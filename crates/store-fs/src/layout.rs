use std::{
    ffi::OsString,
    fs,
    path::{Path, PathBuf},
    sync::atomic::{AtomicU64, Ordering},
};

use core_model::{StoreError, StoreResult, deterministic_id};

/// Collection-level index; never treated as a record.
pub const INDEX_FILE: &str = "metadata.json";
pub const RECORD_SUFFIX: &str = ".json";
pub const TEMP_MARKER: &str = ".tmp_";
pub const LOCK_SUFFIX: &str = ".lock";
pub const BACKUP_SUFFIX: &str = ".backup";
pub const META_SUFFIX: &str = ".meta";

pub fn with_suffix(path: &Path, suffix: &str) -> PathBuf {
    let mut s: OsString = path.as_os_str().to_owned();
    s.push(suffix);
    PathBuf::from(s)
}

pub fn record_path(dir: &Path, id: &str) -> PathBuf {
    dir.join(format!("{id}{RECORD_SUFFIX}"))
}

pub fn temp_path(path: &Path, operation_id: &str) -> PathBuf {
    with_suffix(path, &format!("{TEMP_MARKER}{operation_id}"))
}

pub fn lock_path(path: &Path) -> PathBuf {
    with_suffix(path, LOCK_SUFFIX)
}

/// `<record><BACKUP_SUFFIX>_<shortOpId>_<unixTs>`
pub fn backup_path(path: &Path, operation_id: &str, unix_ts: i64) -> PathBuf {
    with_suffix(
        path,
        &format!(
            "{BACKUP_SUFFIX}_{}_{unix_ts}",
            short_operation_id(operation_id)
        ),
    )
}

pub fn meta_path(backup: &Path) -> PathBuf {
    with_suffix(backup, META_SUFFIX)
}

pub fn short_operation_id(operation_id: &str) -> &str {
    operation_id.get(..8).unwrap_or(operation_id)
}

pub fn new_operation_id() -> String {
    static COUNTER: AtomicU64 = AtomicU64::new(0);
    let seq = COUNTER.fetch_add(1, Ordering::Relaxed);
    let nanos = chrono::Utc::now()
        .timestamp_nanos_opt()
        .unwrap_or_default()
        .to_string();
    let id = deterministic_id(&[
        "op",
        &std::process::id().to_string(),
        &nanos,
        &seq.to_string(),
    ]);
    id[..16].to_string()
}

fn file_name(path: &Path) -> Option<&str> {
    path.file_name().and_then(|n| n.to_str())
}

pub fn is_record_file(path: &Path) -> bool {
    match file_name(path) {
        Some(name) => {
            name != INDEX_FILE && name.len() > RECORD_SUFFIX.len() && name.ends_with(RECORD_SUFFIX)
        }
        None => false,
    }
}

pub fn record_id(path: &Path) -> Option<String> {
    file_name(path)?
        .strip_suffix(RECORD_SUFFIX)
        .map(ToOwned::to_owned)
}

pub fn is_temp_file(path: &Path) -> bool {
    file_name(path).is_some_and(|n| n.contains(&format!("{RECORD_SUFFIX}{TEMP_MARKER}")))
}

/// Record path a temp file was destined for.
pub fn target_of_temp(path: &Path) -> Option<PathBuf> {
    let name = file_name(path)?;
    let idx = name.find(TEMP_MARKER)?;
    Some(path.with_file_name(&name[..idx]))
}

pub fn is_backup_file(path: &Path) -> bool {
    file_name(path).is_some_and(|n| {
        n.contains(&format!("{RECORD_SUFFIX}{BACKUP_SUFFIX}_")) && !n.ends_with(META_SUFFIX)
    })
}

/// Record files directly under `dir`, sorted by name. Sidecars, backups and
/// the collection index are skipped.
pub fn collect_record_files(dir: &Path) -> StoreResult<Vec<PathBuf>> {
    let entries = match fs::read_dir(dir) {
        Ok(entries) => entries,
        Err(e) if e.kind() == std::io::ErrorKind::NotFound => return Ok(Vec::new()),
        Err(e) => return Err(StoreError::io(dir, e)),
    };
    let mut out: Vec<PathBuf> = entries
        .flatten()
        .map(|e| e.path())
        .filter(|p| p.is_file() && is_record_file(p))
        .collect();
    out.sort();
    Ok(out)
}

-=-=-

▸ Work to be completed
Retype the first line of the entries and every line after it, please, through the line that contains "pub fn lock_path(path: &Path)". Add nothing.

▸ Response to this exercise
filename crates/store-fs/src/layout.rs
use std::{
    ffi::OsString,
    fs,
    path::{Path, PathBuf},
    sync::atomic::{AtomicU64, Ordering},
};

use core_model::{StoreError, StoreResult, deterministic_id};

/// Collection-level index; never treated as a record.
pub const INDEX_FILE: &str = "metadata.json";
pub const RECORD_SUFFIX: &str = ".json";
pub const TEMP_MARKER: &str = ".tmp_";
pub const LOCK_SUFFIX: &str = ".lock";
pub const BACKUP_SUFFIX: &str = ".backup";
pub const META_SUFFIX: &str = ".meta";

pub fn with_suffix(path: &Path, suffix: &str) -> PathBuf {
    let mut s: OsString = path.as_os_str().to_owned();
    s.push(suffix);
    PathBuf::from(s)
}

pub fn record_path(dir: &Path, id: &str) -> PathBuf {
    dir.join(format!("{id}{RECORD_SUFFIX}"))
}

pub fn temp_path(path: &Path, operation_id: &str) -> PathBuf {
    with_suffix(path, &format!("{TEMP_MARKER}{operation_id}"))
}

pub fn lock_path(path: &Path) -> PathBuf {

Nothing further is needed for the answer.